[Records drawn from a dataset]
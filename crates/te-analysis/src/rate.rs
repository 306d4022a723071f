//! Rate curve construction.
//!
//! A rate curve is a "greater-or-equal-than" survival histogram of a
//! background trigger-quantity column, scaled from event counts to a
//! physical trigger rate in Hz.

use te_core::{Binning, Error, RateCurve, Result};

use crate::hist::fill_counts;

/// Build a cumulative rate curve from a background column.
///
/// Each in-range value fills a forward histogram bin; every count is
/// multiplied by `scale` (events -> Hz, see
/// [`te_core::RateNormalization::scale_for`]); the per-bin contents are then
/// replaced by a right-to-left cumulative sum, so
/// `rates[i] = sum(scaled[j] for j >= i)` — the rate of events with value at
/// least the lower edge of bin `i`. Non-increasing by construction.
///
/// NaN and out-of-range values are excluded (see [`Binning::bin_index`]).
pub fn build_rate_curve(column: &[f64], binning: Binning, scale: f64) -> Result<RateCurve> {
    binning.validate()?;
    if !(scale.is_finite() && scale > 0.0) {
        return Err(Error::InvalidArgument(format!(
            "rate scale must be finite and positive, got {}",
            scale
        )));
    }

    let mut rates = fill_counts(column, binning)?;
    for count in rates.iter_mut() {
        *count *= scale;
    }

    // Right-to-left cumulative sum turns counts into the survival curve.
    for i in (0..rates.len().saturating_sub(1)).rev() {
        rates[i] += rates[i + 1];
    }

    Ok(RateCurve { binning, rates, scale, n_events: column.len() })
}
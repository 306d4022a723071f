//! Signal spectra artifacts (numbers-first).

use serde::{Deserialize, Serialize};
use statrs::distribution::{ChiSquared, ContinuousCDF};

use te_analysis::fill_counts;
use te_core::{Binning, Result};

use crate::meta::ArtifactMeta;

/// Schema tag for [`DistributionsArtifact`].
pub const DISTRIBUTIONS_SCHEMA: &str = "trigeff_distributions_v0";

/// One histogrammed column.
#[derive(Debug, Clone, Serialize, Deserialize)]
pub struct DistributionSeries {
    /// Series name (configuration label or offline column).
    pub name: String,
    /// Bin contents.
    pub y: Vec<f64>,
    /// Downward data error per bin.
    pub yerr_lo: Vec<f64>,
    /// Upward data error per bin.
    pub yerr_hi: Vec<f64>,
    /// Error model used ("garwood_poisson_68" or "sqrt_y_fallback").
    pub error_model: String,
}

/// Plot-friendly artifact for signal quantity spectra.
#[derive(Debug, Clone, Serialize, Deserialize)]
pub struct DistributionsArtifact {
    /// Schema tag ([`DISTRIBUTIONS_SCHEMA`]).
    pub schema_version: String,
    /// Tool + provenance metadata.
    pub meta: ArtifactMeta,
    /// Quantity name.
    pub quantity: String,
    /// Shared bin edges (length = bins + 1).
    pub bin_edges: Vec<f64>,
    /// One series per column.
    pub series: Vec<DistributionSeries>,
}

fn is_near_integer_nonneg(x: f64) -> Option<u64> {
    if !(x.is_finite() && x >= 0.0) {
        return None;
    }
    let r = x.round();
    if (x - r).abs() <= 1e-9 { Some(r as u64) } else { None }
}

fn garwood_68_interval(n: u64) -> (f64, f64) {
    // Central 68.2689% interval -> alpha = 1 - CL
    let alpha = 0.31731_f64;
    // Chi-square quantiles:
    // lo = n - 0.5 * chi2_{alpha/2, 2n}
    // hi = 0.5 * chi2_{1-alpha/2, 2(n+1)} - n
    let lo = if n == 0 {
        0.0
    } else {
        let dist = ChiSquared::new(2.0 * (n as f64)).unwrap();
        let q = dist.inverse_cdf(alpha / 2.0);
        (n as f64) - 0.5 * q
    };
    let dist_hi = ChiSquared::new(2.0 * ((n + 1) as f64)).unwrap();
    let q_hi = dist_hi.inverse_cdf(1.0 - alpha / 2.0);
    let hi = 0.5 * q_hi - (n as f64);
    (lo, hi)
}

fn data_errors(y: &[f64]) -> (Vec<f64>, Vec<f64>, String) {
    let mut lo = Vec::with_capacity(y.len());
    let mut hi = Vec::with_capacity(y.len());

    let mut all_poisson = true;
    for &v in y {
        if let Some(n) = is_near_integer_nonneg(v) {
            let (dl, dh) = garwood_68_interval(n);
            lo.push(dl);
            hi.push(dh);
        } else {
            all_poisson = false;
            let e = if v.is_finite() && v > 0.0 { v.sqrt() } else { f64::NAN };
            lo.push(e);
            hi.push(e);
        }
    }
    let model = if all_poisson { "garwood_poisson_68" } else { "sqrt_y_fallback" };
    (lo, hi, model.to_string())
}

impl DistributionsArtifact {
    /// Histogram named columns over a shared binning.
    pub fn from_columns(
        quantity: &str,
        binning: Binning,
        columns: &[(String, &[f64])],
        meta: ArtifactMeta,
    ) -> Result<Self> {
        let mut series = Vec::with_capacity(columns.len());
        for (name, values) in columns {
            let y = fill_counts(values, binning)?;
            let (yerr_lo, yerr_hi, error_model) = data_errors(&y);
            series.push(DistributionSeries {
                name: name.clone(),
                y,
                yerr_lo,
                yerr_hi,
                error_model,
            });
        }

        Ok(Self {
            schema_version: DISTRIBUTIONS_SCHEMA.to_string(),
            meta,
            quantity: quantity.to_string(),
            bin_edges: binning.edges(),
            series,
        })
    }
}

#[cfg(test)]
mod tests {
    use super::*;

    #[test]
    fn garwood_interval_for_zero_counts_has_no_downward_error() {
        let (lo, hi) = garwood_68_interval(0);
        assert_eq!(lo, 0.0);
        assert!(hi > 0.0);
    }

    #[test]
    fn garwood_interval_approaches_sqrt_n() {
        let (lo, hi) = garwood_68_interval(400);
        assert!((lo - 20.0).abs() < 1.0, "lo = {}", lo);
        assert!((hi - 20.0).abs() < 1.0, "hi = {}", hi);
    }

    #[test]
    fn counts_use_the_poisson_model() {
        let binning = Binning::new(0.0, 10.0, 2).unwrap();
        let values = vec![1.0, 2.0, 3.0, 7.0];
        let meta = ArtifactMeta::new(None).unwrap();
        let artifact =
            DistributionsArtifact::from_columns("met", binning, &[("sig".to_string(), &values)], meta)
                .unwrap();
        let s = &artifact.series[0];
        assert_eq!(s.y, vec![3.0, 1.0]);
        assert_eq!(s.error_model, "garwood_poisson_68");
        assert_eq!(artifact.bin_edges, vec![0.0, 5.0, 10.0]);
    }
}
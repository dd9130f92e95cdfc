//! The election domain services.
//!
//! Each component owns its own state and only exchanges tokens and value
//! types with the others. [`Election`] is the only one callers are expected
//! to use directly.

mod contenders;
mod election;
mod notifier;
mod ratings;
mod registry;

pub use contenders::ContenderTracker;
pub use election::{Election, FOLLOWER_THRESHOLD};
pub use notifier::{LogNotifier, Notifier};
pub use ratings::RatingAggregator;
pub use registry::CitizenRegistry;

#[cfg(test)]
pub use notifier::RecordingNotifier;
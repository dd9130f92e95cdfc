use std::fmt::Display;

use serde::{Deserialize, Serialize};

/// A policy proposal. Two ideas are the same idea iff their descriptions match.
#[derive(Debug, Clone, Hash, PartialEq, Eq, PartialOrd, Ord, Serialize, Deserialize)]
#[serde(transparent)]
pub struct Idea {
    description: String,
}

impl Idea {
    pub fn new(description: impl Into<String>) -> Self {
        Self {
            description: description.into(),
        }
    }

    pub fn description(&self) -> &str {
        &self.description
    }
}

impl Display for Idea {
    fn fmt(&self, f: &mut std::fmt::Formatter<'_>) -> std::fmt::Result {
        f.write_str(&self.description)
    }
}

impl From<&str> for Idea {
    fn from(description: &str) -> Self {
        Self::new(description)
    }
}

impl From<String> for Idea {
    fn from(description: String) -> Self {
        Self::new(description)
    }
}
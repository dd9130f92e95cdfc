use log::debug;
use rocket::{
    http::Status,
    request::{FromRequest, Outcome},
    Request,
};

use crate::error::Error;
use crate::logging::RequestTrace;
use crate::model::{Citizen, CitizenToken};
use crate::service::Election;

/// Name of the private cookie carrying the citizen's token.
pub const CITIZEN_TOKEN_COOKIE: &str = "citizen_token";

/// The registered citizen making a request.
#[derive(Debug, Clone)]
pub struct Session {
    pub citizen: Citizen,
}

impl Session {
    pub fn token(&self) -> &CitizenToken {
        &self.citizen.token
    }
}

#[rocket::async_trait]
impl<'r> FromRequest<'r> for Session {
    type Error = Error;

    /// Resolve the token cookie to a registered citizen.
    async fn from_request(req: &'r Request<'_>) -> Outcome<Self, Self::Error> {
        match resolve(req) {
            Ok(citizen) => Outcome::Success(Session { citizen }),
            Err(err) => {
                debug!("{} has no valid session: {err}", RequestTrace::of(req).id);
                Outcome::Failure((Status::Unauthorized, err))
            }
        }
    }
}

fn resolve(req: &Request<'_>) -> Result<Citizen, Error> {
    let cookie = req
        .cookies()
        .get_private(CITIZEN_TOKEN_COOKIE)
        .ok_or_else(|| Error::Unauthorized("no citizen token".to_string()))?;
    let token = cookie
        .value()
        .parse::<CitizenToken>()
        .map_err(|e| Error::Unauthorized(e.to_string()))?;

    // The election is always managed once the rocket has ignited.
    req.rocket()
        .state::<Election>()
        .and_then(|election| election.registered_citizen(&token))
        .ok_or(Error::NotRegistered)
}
---
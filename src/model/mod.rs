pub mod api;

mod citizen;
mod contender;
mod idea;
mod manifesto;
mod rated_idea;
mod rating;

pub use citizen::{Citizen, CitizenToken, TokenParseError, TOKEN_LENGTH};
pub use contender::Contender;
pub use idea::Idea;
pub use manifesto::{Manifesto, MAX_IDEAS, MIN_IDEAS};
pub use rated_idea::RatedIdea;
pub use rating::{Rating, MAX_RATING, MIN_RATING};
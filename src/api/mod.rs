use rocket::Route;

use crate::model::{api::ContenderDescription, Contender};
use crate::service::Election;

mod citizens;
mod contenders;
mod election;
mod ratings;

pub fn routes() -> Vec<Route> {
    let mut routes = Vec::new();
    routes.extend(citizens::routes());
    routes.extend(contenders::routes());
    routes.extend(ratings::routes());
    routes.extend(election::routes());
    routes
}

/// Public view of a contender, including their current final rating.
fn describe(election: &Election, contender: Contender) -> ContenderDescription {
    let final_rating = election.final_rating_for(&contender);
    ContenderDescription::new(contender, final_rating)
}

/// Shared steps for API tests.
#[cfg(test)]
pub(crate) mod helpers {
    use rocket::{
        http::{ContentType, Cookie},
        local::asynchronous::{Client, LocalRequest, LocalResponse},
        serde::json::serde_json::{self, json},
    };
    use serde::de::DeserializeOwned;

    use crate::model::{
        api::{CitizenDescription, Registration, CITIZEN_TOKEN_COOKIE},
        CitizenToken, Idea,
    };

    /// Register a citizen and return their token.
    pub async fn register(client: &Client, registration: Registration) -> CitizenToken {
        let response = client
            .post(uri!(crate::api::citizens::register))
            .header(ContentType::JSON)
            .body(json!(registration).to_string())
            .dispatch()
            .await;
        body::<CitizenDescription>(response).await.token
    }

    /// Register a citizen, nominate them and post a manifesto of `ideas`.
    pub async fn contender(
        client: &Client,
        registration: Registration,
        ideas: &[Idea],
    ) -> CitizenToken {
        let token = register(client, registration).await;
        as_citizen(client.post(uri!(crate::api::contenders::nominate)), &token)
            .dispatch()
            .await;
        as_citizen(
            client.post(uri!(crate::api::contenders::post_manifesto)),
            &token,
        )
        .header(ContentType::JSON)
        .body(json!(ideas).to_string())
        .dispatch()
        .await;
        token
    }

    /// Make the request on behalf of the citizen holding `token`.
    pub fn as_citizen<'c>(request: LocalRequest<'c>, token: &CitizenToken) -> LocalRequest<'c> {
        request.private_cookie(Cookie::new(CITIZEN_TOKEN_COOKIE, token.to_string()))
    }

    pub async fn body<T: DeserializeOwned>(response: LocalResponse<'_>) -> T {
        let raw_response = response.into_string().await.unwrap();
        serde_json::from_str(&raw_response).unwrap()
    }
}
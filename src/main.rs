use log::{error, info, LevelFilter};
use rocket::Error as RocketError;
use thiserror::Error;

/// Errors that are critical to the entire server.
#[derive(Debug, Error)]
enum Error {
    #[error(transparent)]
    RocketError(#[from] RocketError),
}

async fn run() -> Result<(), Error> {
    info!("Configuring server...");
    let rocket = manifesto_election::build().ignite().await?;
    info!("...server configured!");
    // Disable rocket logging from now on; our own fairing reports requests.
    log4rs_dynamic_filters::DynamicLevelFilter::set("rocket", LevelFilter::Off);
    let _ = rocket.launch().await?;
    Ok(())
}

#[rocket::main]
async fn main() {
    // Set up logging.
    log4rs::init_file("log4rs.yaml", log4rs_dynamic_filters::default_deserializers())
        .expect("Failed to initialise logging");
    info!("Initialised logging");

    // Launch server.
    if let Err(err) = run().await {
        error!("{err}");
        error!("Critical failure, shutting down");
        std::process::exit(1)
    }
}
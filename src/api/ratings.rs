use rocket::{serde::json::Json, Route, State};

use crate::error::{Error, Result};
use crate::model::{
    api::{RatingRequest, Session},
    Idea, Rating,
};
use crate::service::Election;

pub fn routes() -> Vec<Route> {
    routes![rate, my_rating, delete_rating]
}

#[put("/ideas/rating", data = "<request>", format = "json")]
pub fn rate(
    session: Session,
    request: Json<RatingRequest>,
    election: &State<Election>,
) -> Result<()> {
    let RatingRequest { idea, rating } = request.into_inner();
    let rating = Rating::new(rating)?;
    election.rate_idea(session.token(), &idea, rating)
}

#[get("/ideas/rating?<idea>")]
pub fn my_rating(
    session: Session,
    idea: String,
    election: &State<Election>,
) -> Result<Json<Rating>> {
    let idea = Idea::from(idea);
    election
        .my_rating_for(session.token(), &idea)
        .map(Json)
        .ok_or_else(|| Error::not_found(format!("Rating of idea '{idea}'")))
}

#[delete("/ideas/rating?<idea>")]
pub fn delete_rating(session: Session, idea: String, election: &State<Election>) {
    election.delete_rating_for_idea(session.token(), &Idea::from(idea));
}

◆ **EXERCISE**
Wherever a line in the records contains the word "range", copy that line.

◆ **EXERCISE RESULT**
/// Each in-range value fills a forward histogram bin; every count is
/// NaN and out-of-range values are excluded (see [`Binning::bin_index`]).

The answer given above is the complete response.